[PROBLEM TO WORK ON]
In the listing below, print exactly the lines from the first through the one that contains "Tag untagged extended".
BEGIN
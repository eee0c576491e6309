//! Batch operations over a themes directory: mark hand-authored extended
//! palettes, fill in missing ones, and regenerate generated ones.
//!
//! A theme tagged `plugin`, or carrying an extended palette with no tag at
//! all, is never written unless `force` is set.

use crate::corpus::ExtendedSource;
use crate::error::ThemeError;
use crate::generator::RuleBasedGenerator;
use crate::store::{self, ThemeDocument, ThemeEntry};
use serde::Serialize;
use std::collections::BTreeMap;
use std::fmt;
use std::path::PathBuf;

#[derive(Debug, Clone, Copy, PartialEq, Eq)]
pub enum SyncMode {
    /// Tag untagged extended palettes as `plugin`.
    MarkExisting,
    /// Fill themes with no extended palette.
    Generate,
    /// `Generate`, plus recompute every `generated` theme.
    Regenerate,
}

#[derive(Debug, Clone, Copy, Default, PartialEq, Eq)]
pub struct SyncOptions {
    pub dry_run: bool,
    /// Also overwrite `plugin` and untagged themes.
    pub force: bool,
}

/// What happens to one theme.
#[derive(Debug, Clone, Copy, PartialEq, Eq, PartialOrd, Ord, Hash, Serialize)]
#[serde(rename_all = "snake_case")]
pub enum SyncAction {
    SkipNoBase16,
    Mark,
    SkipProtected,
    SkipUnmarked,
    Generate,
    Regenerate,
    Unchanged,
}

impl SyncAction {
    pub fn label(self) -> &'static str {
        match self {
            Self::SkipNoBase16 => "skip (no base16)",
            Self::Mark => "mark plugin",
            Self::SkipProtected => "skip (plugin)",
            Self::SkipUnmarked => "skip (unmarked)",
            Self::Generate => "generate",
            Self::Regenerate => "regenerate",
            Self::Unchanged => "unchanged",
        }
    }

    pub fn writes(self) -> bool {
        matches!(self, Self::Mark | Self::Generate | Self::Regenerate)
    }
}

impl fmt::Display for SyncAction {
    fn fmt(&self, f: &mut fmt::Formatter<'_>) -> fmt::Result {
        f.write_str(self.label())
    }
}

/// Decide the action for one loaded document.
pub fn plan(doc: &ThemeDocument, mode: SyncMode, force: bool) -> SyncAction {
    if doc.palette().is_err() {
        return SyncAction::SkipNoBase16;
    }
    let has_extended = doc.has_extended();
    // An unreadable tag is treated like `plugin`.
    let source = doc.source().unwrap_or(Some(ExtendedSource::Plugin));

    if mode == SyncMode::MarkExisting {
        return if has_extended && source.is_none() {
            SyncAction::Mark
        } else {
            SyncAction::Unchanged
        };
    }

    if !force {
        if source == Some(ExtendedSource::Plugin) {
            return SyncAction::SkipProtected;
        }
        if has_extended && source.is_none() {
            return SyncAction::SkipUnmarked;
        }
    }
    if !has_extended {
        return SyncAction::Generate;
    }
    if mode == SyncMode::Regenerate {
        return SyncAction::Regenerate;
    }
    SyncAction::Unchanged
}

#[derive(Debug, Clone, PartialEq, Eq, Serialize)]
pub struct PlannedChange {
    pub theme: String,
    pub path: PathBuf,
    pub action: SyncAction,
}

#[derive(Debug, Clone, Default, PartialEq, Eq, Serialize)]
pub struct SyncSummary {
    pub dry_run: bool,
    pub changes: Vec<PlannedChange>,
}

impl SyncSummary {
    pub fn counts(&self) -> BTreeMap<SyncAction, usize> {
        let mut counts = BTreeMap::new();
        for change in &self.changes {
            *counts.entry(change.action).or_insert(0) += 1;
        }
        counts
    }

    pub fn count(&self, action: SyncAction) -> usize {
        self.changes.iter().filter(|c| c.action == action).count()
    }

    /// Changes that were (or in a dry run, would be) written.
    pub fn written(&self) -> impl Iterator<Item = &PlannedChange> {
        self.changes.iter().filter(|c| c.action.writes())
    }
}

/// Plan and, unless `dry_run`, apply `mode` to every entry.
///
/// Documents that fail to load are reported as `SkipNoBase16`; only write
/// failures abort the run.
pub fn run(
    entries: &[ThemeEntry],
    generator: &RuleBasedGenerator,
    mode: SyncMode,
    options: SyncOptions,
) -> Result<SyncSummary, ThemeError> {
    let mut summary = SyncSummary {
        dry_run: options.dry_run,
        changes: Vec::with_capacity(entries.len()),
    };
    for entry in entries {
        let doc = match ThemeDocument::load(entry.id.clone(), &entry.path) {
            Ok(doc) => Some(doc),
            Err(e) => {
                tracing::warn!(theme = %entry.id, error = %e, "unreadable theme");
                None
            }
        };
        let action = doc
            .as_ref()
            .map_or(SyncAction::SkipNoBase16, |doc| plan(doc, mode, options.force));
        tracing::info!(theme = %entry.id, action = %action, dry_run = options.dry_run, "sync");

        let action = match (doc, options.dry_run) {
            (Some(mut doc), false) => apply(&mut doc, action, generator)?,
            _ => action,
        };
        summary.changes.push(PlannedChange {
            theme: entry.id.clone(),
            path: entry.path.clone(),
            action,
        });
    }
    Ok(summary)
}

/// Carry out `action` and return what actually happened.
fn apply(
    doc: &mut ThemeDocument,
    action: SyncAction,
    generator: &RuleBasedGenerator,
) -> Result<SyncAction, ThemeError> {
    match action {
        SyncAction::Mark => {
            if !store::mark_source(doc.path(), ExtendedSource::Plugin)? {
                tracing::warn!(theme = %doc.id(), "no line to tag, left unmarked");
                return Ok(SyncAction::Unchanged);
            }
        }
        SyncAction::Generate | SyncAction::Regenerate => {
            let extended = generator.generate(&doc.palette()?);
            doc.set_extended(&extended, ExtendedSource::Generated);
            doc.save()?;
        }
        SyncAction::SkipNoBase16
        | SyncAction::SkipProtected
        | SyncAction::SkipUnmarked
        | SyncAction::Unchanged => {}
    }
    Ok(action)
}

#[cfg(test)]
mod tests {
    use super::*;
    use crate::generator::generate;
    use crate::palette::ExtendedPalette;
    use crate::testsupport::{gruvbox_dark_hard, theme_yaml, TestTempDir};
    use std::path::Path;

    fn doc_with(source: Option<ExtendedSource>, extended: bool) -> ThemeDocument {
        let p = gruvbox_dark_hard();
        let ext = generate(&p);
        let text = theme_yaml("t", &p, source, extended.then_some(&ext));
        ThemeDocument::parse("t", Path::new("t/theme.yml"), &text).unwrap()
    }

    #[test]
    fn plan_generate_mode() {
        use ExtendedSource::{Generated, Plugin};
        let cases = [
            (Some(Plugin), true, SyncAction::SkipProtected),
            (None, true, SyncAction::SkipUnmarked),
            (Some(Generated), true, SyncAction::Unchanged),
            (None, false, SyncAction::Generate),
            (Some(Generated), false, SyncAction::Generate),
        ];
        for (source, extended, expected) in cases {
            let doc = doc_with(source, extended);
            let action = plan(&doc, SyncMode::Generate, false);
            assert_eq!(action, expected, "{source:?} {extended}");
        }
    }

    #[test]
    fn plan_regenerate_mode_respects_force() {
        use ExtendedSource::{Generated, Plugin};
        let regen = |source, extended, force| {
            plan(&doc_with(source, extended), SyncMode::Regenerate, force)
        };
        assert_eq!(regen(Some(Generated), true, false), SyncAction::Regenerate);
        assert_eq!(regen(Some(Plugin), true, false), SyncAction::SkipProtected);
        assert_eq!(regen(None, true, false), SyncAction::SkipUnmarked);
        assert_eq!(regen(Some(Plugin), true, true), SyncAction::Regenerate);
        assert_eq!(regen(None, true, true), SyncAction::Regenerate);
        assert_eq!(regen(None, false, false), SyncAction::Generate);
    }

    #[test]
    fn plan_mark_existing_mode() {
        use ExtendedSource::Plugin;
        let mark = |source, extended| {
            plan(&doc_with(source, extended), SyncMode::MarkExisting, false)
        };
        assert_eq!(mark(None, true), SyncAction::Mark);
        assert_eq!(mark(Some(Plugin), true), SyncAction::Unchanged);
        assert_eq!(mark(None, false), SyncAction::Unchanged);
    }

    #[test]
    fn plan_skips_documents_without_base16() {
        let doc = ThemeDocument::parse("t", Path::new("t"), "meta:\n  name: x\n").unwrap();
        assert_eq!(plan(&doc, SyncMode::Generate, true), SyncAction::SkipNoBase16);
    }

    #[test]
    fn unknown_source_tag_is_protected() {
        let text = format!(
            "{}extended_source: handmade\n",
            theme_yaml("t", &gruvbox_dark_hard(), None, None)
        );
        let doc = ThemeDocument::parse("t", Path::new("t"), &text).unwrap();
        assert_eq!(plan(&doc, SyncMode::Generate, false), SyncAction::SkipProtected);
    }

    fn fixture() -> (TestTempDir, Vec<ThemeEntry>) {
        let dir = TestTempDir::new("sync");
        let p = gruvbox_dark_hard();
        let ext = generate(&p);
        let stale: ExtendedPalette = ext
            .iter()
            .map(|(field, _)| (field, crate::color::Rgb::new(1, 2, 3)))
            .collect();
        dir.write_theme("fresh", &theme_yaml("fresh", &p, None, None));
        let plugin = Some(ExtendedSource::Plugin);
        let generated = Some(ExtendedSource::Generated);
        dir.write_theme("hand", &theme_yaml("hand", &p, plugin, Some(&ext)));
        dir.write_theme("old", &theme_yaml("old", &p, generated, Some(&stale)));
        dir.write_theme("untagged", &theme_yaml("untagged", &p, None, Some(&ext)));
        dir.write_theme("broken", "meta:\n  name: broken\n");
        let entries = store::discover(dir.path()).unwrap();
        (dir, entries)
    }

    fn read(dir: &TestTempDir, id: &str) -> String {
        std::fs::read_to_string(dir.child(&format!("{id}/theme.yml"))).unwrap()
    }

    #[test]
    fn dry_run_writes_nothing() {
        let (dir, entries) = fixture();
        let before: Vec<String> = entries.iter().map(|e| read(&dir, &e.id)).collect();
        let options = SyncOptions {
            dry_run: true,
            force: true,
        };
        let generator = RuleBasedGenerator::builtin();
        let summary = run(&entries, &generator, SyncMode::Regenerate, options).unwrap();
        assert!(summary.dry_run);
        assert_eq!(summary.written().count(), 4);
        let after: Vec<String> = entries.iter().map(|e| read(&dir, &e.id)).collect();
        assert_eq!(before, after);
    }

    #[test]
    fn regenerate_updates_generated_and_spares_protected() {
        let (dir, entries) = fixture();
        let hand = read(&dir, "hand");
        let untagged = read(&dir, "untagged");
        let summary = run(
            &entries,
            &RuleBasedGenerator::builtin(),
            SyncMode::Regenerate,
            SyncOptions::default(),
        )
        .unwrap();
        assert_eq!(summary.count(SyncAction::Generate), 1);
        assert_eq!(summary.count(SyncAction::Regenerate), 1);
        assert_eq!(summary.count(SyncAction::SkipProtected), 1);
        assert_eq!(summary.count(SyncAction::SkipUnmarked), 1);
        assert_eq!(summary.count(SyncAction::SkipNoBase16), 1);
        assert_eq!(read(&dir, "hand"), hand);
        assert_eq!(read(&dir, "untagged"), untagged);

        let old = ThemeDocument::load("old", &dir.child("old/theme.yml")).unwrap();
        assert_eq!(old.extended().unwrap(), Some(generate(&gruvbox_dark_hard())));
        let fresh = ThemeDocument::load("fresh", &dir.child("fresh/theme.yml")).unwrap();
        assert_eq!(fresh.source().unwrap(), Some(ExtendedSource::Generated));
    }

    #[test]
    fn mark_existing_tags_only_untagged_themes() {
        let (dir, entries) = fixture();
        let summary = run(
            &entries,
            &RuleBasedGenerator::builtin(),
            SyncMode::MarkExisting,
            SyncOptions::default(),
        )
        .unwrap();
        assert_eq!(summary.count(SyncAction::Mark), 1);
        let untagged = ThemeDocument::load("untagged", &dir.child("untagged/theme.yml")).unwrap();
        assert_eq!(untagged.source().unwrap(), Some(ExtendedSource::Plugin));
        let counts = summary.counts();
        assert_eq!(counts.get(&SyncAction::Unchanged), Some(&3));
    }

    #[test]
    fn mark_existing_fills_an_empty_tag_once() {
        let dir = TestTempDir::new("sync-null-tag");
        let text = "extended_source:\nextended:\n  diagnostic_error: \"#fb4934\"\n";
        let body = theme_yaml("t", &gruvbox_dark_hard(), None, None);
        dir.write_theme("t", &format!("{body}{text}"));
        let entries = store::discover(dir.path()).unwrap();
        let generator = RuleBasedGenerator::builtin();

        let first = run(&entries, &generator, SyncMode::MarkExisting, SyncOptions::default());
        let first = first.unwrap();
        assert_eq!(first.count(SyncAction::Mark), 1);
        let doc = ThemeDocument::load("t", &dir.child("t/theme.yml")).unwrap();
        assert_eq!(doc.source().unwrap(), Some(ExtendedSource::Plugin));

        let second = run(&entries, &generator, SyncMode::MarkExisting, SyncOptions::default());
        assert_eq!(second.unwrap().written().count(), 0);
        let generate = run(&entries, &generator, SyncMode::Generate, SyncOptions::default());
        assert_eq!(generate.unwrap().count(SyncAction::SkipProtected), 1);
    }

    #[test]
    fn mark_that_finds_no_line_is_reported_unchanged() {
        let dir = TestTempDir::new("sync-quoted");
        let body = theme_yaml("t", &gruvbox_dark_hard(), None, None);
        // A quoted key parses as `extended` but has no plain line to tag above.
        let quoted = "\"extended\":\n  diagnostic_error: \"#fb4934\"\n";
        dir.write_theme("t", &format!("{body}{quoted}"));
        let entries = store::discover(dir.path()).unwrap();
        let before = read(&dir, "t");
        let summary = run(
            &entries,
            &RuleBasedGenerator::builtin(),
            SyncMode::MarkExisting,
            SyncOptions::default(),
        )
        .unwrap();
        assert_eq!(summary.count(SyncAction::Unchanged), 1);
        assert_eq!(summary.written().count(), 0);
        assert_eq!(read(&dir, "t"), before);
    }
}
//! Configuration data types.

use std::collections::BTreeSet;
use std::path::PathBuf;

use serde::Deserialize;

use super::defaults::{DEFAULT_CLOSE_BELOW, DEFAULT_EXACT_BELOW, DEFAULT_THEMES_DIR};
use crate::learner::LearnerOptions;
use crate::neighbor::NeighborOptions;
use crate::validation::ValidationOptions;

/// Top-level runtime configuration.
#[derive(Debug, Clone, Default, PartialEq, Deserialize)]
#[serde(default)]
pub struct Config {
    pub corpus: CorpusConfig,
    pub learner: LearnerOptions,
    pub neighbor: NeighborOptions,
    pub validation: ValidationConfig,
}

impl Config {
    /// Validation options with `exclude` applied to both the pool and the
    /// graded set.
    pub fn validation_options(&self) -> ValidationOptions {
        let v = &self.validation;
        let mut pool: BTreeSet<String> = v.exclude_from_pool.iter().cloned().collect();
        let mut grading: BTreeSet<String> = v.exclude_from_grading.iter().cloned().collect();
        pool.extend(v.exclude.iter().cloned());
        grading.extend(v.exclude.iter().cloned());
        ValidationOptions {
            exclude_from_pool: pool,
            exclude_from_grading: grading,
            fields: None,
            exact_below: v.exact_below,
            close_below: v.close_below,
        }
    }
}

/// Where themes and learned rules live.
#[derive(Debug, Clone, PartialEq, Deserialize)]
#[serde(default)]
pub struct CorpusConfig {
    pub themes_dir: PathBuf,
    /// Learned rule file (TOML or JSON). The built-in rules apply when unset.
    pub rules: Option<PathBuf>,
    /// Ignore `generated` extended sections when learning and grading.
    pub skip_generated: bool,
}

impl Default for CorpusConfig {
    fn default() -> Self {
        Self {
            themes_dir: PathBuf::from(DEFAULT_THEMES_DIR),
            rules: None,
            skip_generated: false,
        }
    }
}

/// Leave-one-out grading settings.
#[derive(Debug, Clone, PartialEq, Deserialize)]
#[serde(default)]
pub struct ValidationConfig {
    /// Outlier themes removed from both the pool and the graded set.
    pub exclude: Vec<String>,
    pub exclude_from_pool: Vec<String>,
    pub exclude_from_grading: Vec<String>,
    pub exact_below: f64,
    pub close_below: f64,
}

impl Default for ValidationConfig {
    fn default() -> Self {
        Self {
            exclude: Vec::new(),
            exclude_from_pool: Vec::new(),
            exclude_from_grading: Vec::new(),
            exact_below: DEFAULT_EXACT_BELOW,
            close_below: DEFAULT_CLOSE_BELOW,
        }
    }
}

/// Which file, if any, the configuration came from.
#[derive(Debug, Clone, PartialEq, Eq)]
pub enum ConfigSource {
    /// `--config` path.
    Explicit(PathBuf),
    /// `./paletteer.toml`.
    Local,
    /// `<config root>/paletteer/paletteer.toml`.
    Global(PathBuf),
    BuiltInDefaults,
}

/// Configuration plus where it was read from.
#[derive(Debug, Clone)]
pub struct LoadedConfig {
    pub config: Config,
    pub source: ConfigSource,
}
END
[EXERCISE ANSWER]
repository eee0c576491e6309
//! Batch operations over a themes directory: mark hand-authored extended
//! palettes, fill in missing ones, and regenerate generated ones.
//!
//! A theme tagged `plugin`, or carrying an extended palette with no tag at
//! all, is never written unless `force` is set.

use crate::corpus::ExtendedSource;
use crate::error::ThemeError;
use crate::generator::RuleBasedGenerator;
use crate::store::{self, ThemeDocument, ThemeEntry};
use serde::Serialize;
use std::collections::BTreeMap;
use std::fmt;
use std::path::PathBuf;

#[derive(Debug, Clone, Copy, PartialEq, Eq)]
pub enum SyncMode {
    /// Tag untagged extended palettes as `plugin`.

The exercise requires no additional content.